The Instinct MI300 is a game-changing design - the data center APU blends a total of 13 chiplets, many of them 3D-stacked, to create a chip with twenty-four Zen 4 CPU cores fused with a CDNA 3 graphics engine and 8 stacks of HBM3. Overall, the chip weighs in with 146 billion transistors, making it the largest chip AMD has pressed into production.
AMD claims up to a 1.3X more performance than Nvidia's H100 GPUs in certain workloads. The slide above outlines the claimed performance advantages.
Scalability is incredibly important -- performance needs to increase linearly as more GPUs are employed. Here AMD shows they match Nvidia's eight-GPU H100 HGX system with an eight-GPU AMD platform.
The MI300 delivers performance parity in training with Nvidia, but exhibits the strongest advantages in inference. AMD highlights a 1.6X advantage in inferencing.
Microsoft CTO Kevin Scott has come to the stage to talk with Lisa Su about the challenges of building out AI infrastructure.
While they discuss the details, here are some details about MI300.
Microsoft will have MI300X coud instances available in preview today.
Lisa Su displayed the AMD Instinct MI300X platform.
AMD CTO Victor Peng has come to stage to talk about the latest advances in ROCM, AMD's open source competitor to Nvidia's CUDA.
Peng talked about the advantages of the open ROCm ecosystem, as opposed to Nvidia's proprietary approach.
AMD's next-gen ROCm 6 is launching later this month. Support for Radeon GPUs continues, but it also has new optimizations for MI300.

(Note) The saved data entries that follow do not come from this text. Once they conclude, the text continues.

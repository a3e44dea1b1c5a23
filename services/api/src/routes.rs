use crate::infra::{AppState, Services};
use axum::extract::State;
use axum::http::{header, StatusCode};
use axum::response::IntoResponse;
use axum::routing::get;
use axum::{Extension, Json, Router};
use secret_finder::config::{current_keys, update_keys, KeyStore, KeyUpdate};
use secret_finder::error::AppError;
use secret_finder::workflows::leads::leads_router;
use secret_finder::workflows::outreach::outreach_router;
use secret_finder::workflows::watch::watch_router;
use serde::Serialize;
use serde_json::json;
use std::sync::Arc;

pub(crate) fn with_application_routes(services: &Services) -> Router {
    leads_router(services.search.clone())
        .merge(watch_router(services.watchtower.clone()))
        .merge(outreach_router(services.outreach.clone()))
        .merge(settings_router(services.keys.clone()))
        .route("/health", get(healthcheck))
        .route("/ready", get(readiness_endpoint))
        .route("/metrics", get(metrics_endpoint))
}

pub(crate) async fn healthcheck() -> Json<serde_json::Value> {
    Json(json!({ "status": "ok" }))
}

pub(crate) async fn readiness_endpoint(Extension(state): Extension<AppState>) -> impl IntoResponse {
    let ready = state.readiness.load(std::sync::atomic::Ordering::Relaxed);
    let status = if ready {
        StatusCode::OK
    } else {
        StatusCode::SERVICE_UNAVAILABLE
    };

    let payload = if ready {
        json!({ "status": "ready" })
    } else {
        json!({ "status": "initializing" })
    };

    (status, Json(payload))
}

pub(crate) async fn metrics_endpoint(Extension(state): Extension<AppState>) -> impl IntoResponse {
    (
        StatusCode::OK,
        [(header::CONTENT_TYPE, "text/plain; version=0.0.4")],
        state.metrics.render(),
    )
}

fn settings_router(keys: Arc<dyn KeyStore>) -> Router {
    Router::new()
        .route("/api/settings", get(settings_view).post(settings_update))
        .with_state(keys)
}

/// Credentials as shown in the settings form. Secrets keep only their tail.
#[derive(Debug, Serialize)]
pub(crate) struct SettingsView {
    pub(crate) serpapi_key: String,
    pub(crate) apify_token: String,
    pub(crate) discord_webhook: String,
    #[serde(rename = "hasSerpApi")]
    pub(crate) has_serp_api: bool,
    #[serde(rename = "hasApify")]
    pub(crate) has_apify: bool,
}

fn mask(secret: Option<&str>) -> String {
    match secret {
        None => String::new(),
        Some(secret) => {
            let chars: Vec<char> = secret.chars().collect();
            if chars.len() <= 4 {
                "*".repeat(chars.len())
            } else {
                let tail: String = chars[chars.len() - 4..].iter().collect();
                format!("{}{tail}", "*".repeat(chars.len() - 4))
            }
        }
    }
}

pub(crate) async fn settings_view(
    State(keys): State<Arc<dyn KeyStore>>,
) -> Result<Json<SettingsView>, AppError> {
    let keys = current_keys(&keys).await?;
    Ok(Json(SettingsView {
        serpapi_key: mask(keys.serpapi_key.as_deref()),
        apify_token: mask(keys.apify_token.as_deref()),
        discord_webhook: mask(keys.discord_webhook.as_deref()),
        has_serp_api: keys.serpapi_key.is_some(),
        has_apify: keys.apify_token.is_some(),
    }))
}

pub(crate) async fn settings_update(
    State(keys): State<Arc<dyn KeyStore>>,
    Json(update): Json<KeyUpdate>,
) -> Result<Json<serde_json::Value>, AppError> {
    update_keys(&keys, update).await?;
    tracing::info!("settings updated");
    Ok(Json(json!({ "success": true })))
}

#[cfg(test)]
mod tests {
    use super::*;
    use axum::body::Body;
    use axum::http::Request;
    use secret_finder::config::{
        ApiKeys, AppConfig, AppEnvironment, LogFormat, MemoryKeyStore, SearchConfig, ServerConfig,
        StorageConfig, TelemetryConfig, WatchConfig,
    };
    use secret_finder::providers::HttpProviders;
    use secret_finder::workflows::watch::{MemoryStateBackend, StateBackend};
    use std::path::PathBuf;
    use tower::ServiceExt;

    fn config() -> AppConfig {
        AppConfig {
            environment: AppEnvironment::Test,
            server: ServerConfig {
                host: "127.0.0.1".to_string(),
                port: 0,
            },
            telemetry: TelemetryConfig {
                log_level: "info".to_string(),
                format: LogFormat::Compact,
            },
            storage: StorageConfig {
                state_path: PathBuf::from("unused.json"),
                key_file_path: PathBuf::from("unused-keys.json"),
            },
            search: SearchConfig { max_pages: 2 },
            watch: WatchConfig {
                poll_secs: 0,
                results_limit: 3,
                hunt_results_limit: 10,
            },
        }
    }

    fn services(keys: ApiKeys) -> Services {
        let backend: Arc<dyn StateBackend> = Arc::new(MemoryStateBackend::default());
        Services::assemble(
            &config(),
            Arc::new(MemoryKeyStore::new(keys)),
            backend,
            Arc::new(HttpProviders),
        )
    }

    async fn json_body(response: axum::response::Response) -> serde_json::Value {
        let bytes = axum::body::to_bytes(response.into_body(), 64 * 1024)
            .await
            .expect("body");
        serde_json::from_slice(&bytes).expect("json")
    }

    #[test]
    fn masks_all_but_the_tail() {
        assert_eq!(mask(Some("sk-1234567890")), "*********7890");
        assert_eq!(mask(Some("abc")), "***");
        assert_eq!(mask(None), "");
    }

    #[tokio::test]
    async fn settings_round_trip_through_the_router() {
        let app = with_application_routes(&services(ApiKeys::default()));

        let update = Request::builder()
            .method("POST")
            .uri("/api/settings")
            .header("content-type", "application/json")
            .body(Body::from(r#"{ "serpapi_key": "  serp-abcdef  " }"#))
            .expect("request");
        let response = app.clone().oneshot(update).await.expect("response");
        assert_eq!(json_body(response).await, json!({ "success": true }));

        let view = Request::builder()
            .uri("/api/settings")
            .body(Body::empty())
            .expect("request");
        let body = json_body(app.oneshot(view).await.expect("response")).await;
        assert_eq!(body["serpapi_key"], "*******cdef");
        assert_eq!(body["hasSerpApi"], true);
        assert_eq!(body["hasApify"], false);
        assert_eq!(body["apify_token"], "");
    }

    #[tokio::test]
    async fn lead_search_without_key_is_reported() {
        let app = with_application_routes(&services(ApiKeys::default()));

        let request = Request::builder()
            .uri("/api/leads?keyword=Jewelry&city=Austin")
            .body(Body::empty())
            .expect("request");
        let response = app.oneshot(request).await.expect("response");

        assert_eq!(response.status(), StatusCode::BAD_REQUEST);
        let body = json_body(response).await;
        assert_eq!(body["error"], "Missing SERPAPI_KEY. Add it in Settings.");
    }

    #[tokio::test]
    async fn outreach_log_is_listed_newest_first() {
        let app = with_application_routes(&services(ApiKeys::default()));

        for lead in ["lead-a", "lead-b"] {
            let request = Request::builder()
                .method("POST")
                .uri("/api/outreach")
                .header("content-type", "application/json")
                .body(Body::from(
                    json!({ "leadId": lead, "subject": "Hello", "body": "..." }).to_string(),
                ))
                .expect("request");
            let response = app.clone().oneshot(request).await.expect("response");
            assert_eq!(response.status(), StatusCode::OK);
        }

        let list = Request::builder()
            .uri("/api/outreach")
            .body(Body::empty())
            .expect("request");
        let body = json_body(app.oneshot(list).await.expect("response")).await;
        assert_eq!(body[0]["leadId"], "lead-b");
        assert_eq!(body[1]["leadId"], "lead-a");
    }

    #[tokio::test]
    async fn healthcheck_reports_ok() {
        let Json(body) = healthcheck().await;
        assert_eq!(body, json!({ "status": "ok" }));
    }
}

ROCm provides up to a 2.6X improvement in vLLM, among other optimizations that total an 8X improvement on MI300X compared to ROCm 5 on MI250X (this isn't a great comparison).
AMD continues to work with industry stalwarts like Hugging Face and PyTorch to expand the open source ecosystem.
AMD GPUs, including the MI300, will be supported in the standard Triton distribution starting with version 3.0.
Peng is now talking with leaders from Databricks, essential AI, and Lamini.